Show me the patch ... by the time you are done, you _probably_ would
have complicated the code more than the current /dev/zero tweaks.

> 
> > Furthermore, I did not want to change behavior of information returned
> > by ipc* and various procfs commands, as well as swapout behavior, thus
> > the creation of the zmap_list. I decided a few lines of special case
> > checking in a handful of places was a much better option.
> 
> IMHO all this SYSV ipc stuff is a totally broken API and many agree
> with me.
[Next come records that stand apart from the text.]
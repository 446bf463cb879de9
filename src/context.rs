//! Pipeline-run scoped key/value context.
//!
//! A scope is opened with [`scope`] (or [`init`] for a fresh one) and is visible to
//! everything awaited inside it. It does not follow work onto a durable queue:
//! producers copy what the worker needs into the job payload via [`snapshot`].

use regex::Regex;
use serde::{Deserialize, Serialize};
use std::cell::RefCell;
use std::future::Future;
use std::sync::OnceLock;

tokio::task_local! {
    static CONTEXT: RefCell<PipelineContext>;
}

#[derive(Debug, Clone, Copy, PartialEq, Eq)]
pub enum ContextKey {
    RepositoryId,
    Branch,
    ProjectName,
    Framework,
    LastCommitMessage,
    BuildSuffix,
}

#[derive(Debug, Clone, Default, PartialEq, Eq, Serialize, Deserialize)]
pub struct PipelineContext {
    pub repository_id: Option<String>,
    pub branch: Option<String>,
    pub project_name: Option<String>,
    pub framework: Option<String>,
    pub last_commit_message: Option<String>,
    pub build_suffix: Option<String>,
}

impl PipelineContext {
    /// A fresh context with a build suffix unique to this run.
    pub fn new() -> Self {
        Self {
            build_suffix: Some(generate_build_suffix()),
            ..Default::default()
        }
    }

    pub fn with(mut self, key: ContextKey, value: impl Into<String>) -> Self {
        self.set(key, value);
        self
    }

    pub fn get(&self, key: ContextKey) -> Option<&str> {
        let value = match key {
            ContextKey::RepositoryId => &self.repository_id,
            ContextKey::Branch => &self.branch,
            ContextKey::ProjectName => &self.project_name,
            ContextKey::Framework => &self.framework,
            ContextKey::LastCommitMessage => &self.last_commit_message,
            ContextKey::BuildSuffix => &self.build_suffix,
        };
        value.as_deref()
    }

    pub fn set(&mut self, key: ContextKey, value: impl Into<String>) {
        let value = value.into();
        match key {
            ContextKey::RepositoryId => self.repository_id = Some(value),
            ContextKey::Branch => self.branch = Some(value),
            ContextKey::ProjectName => self.project_name = Some(sanitize_project_name(&value)),
            ContextKey::Framework => self.framework = Some(value),
            ContextKey::LastCommitMessage => self.last_commit_message = Some(value),
            ContextKey::BuildSuffix => self.build_suffix = Some(value),
        }
    }
}

/// Run `fut` inside the given context scope.
pub async fn scope<F: Future>(ctx: PipelineContext, fut: F) -> F::Output {
    CONTEXT.scope(RefCell::new(ctx), fut).await
}

/// Run `fut` inside a brand new scope.
pub async fn init<F: Future>(fut: F) -> F::Output {
    scope(PipelineContext::new(), fut).await
}

/// Read a value from the current scope. `None` outside of any scope.
pub fn get(key: ContextKey) -> Option<String> {
    CONTEXT
        .try_with(|ctx| ctx.borrow().get(key).map(str::to_string))
        .ok()
        .flatten()
}

/// Write a value into the current scope. Returns `false` when there is no scope.
pub fn set(key: ContextKey, value: impl Into<String>) -> bool {
    let value = value.into();
    CONTEXT
        .try_with(|ctx| ctx.borrow_mut().set(key, value))
        .is_ok()
}

/// Copy of the current scope, for job payloads and spawned handlers.
pub fn snapshot() -> Option<PipelineContext> {
    CONTEXT.try_with(|ctx| ctx.borrow().clone()).ok()
}

pub fn generate_build_suffix() -> String {
    format!("{:08x}", rand::random::<u32>())
}

/// Normalize a project name into something usable as a container/image name.
pub fn sanitize_project_name(name: &str) -> String {
    static NON_NAME: OnceLock<Regex> = OnceLock::new();
    let re = NON_NAME.get_or_init(|| Regex::new(r"[^a-z0-9_]+").expect("static regex"));

    let lowered = name.to_lowercase();
    let mut sanitized = re.replace_all(&lowered, "-").into_owned();
    if let Some(first) = sanitized.chars().next() {
        if !first.is_ascii_lowercase() {
            sanitized.replace_range(..first.len_utf8(), "a");
        }
    }
    sanitized.trim_end_matches('-').to_string()
}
I do not care to clutter up the output of it a little bit for
> this feature.

In reality, /dev/zero should have nothing to do with SYSV. Currently,
its that way because I wanted to minimize code duplication. Most of
the *_core() routines can be taken into ipc/shm_core.c, and together 
with util.c, will let /dev/zero be decoupled from SYSV.

> 
> Nobody can know who is creating private IPC segments. So nobody should
> be irritated by some more segments displayed/used.

The problem is more with the limits, much less with the output ...

> 
> In the contrary: I like the ability to restrict the usage of these
> segments with the ipc parameters. Keep in mind you can stack a lot of
> segments for a DOS attack. and all the segments will use the whole
> memory.

Not sure what you are talking about here ... /dev/zero mmaps are subject
to the same vm-resource checking as other mmaps, and this checking is
a little different for "real" shm creation.

> 
> > If the current /dev/zero stuff hampers any plans you have with shm code 
> > (eg page cachification), I would be willing to talk about it ...
> 
> It makes shm fs a lot more work. And the special handling slows down
> shm handling.

The shm handling slow down is minimal. Most of this is an extra check in 
shm_nopage(), but that _only_ happens for /dev/zero segments, not for
"real" shm segments.

As to why shm fs is a lot more work, we can talk. Linus/Ingo did bring this
up, at a general level, we think that adding an extra inode or other
data structure in map_zero_setup() would be able to handle this.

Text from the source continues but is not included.